Given a dataset \(\mathcal{D}\) of \(n\) points in a space \(X\) we want to be able to tell which are the closest point to a query point \(q \in X\), preferably in a way which is computationally cheaper than brute force methods (e.g. iterating through all of the points) which typically solve this problem in \(\mathcal{O}(dn)\) [Arya1998]. \(X\) could have \(d\) dimensions (that is \(\mathcal{D} \subset X : \mathbb{R}^d\)) and we define closest using1 Minkowski distance metrics, that is:

$$L_m = \left(\sum_{i=1}^d |p_i - q_i|^m\right)^{\frac{1}{m}},\qquad p,q \in X : \mathbb{R}^d.$$

A potential solution for this problem would be to use kd-trees, which for low dimenson scenarios provide \(\mathcal{O}(\log n)\) query times [Friedman1977]. However, as the number of dimensions increase (as quickly as \(d>2\)) the query times also increase as \(2^d\).

The case can be made then for approximate nearest neighbour (NN) algorithms and that's precisely what we will discuss here, namely the Balanced Box-Decomposition Tree (BBD, [Arya1998]).
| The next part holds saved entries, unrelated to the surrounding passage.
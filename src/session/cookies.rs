use axum::http::{HeaderMap, header};

/// Name of the cookie carrying the visitor-storage id.
pub const SESSION_COOKIE: &str = "portfolio_session";

const EXPIRED: &str = "Expires=Thu, 01 Jan 1970 00:00:00 GMT";

/// DomainScope
///
/// Where a provider cookie may have been set. A cookie is only removed by a
/// `Set-Cookie` with the same name, domain and path, so each scope needs its
/// own expiry.
#[derive(Debug, Clone, Copy, PartialEq, Eq)]
pub enum DomainScope {
    /// Host-only cookie of the current host (no `Domain` attribute).
    ExactHost,
    /// `.{host}`
    DotHost,
    /// `.{parent}` with the top two labels, only for hosts of three or more labels.
    DotParent,
}

/// Cookies left behind by the provider's hosted login and logout pages.
pub const PROVIDER_COOKIE_SWEEP: [(&str, DomainScope); 15] = [
    ("XSRF-TOKEN", DomainScope::ExactHost),
    ("XSRF-TOKEN", DomainScope::DotHost),
    ("XSRF-TOKEN", DomainScope::DotParent),
    ("cognito", DomainScope::ExactHost),
    ("cognito", DomainScope::DotHost),
    ("cognito", DomainScope::DotParent),
    ("csrf-state", DomainScope::ExactHost),
    ("csrf-state", DomainScope::DotHost),
    ("csrf-state", DomainScope::DotParent),
    ("csrf-state-legacy", DomainScope::ExactHost),
    ("csrf-state-legacy", DomainScope::DotHost),
    ("csrf-state-legacy", DomainScope::DotParent),
    ("lang", DomainScope::ExactHost),
    ("lang", DomainScope::DotHost),
    ("lang", DomainScope::DotParent),
];

impl DomainScope {
    /// `DotParent` only exists for hosts with more than two labels.
    pub fn applies_to(self, host: &str) -> bool {
        match self {
            DomainScope::DotParent => host.split('.').count() > 2,
            _ => true,
        }
    }

    /// The `Domain` attribute for this scope; `None` for a host-only cookie.
    pub fn domain_attr(self, host: &str) -> Option<String> {
        match self {
            DomainScope::ExactHost => None,
            DomainScope::DotHost => Some(format!(".{host}")),
            DomainScope::DotParent => {
                let labels: Vec<&str> = host.split('.').collect();
                let parent = labels[labels.len().saturating_sub(2)..].join(".");
                Some(format!(".{parent}"))
            }
        }
    }
}

/// Strips the port from a `Host` header value, including bracketed IPv6 hosts.
pub fn host_without_port(host: &str) -> &str {
    if let Some(rest) = host.strip_prefix('[') {
        return rest.split(']').next().unwrap_or(rest);
    }
    host.split(':').next().unwrap_or(host)
}

pub fn expire_cookie(name: &str, domain: Option<&str>) -> String {
    match domain {
        Some(domain) => format!("{name}=; Domain={domain}; Path=/; Max-Age=0; {EXPIRED}"),
        None => format!("{name}=; Path=/; Max-Age=0; {EXPIRED}"),
    }
}

/// sweep
///
/// `Set-Cookie` values expiring every provider cookie for `host`, walking
/// `PROVIDER_COOKIE_SWEEP` in order.
pub fn sweep(host: &str) -> Vec<String> {
    let host = host_without_port(host).trim_end_matches('.');
    PROVIDER_COOKIE_SWEEP
        .iter()
        .filter(|(_, scope)| scope.applies_to(host))
        .map(|&(name, scope)| expire_cookie(name, scope.domain_attr(host).as_deref()))
        .collect()
}

pub fn session_cookie(sid: &str, secure: bool) -> String {
    // Lax so the cookie comes back on the provider's top-level redirect.
    let mut cookie = format!("{SESSION_COOKIE}={sid}; HttpOnly; SameSite=Lax; Path=/");
    if secure {
        cookie.push_str("; Secure");
    }
    cookie
}

pub fn expire_session_cookie() -> String {
    format!("{SESSION_COOKIE}=deleted; HttpOnly; SameSite=Lax; Path=/; Max-Age=0; {EXPIRED}")
}

pub fn parse_cookie(headers: &HeaderMap, name: &str) -> Option<String> {
    headers
        .get_all(header::COOKIE)
        .iter()
        .filter_map(|value| value.to_str().ok())
        .flat_map(|value| value.split(';'))
        .filter_map(|pair| pair.trim().split_once('='))
        .find(|(key, _)| *key == name)
        .map(|(_, value)| value.to_string())
}

/// The visitor-storage id, when the browser sent one.
pub fn session_id(headers: &HeaderMap) -> Option<String> {
    parse_cookie(headers, SESSION_COOKIE).filter(|sid| !sid.is_empty() && sid != "deleted")
}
The definition of approximate NN for a query point \(q\) can be given as

$$\text{dist}(p, q) \leq (1+\epsilon)\text{dist}(p^{\star},q),\qquad \epsilon > 0,$$

where \(p\) is the approximate NN and \(p^{\star}\) is the true NN. Let's consider, for the sake of visualisation, a small two dimensional dataset \(\mathcal{D} \to \mathbb{R}^2\) as shown in Figure 1.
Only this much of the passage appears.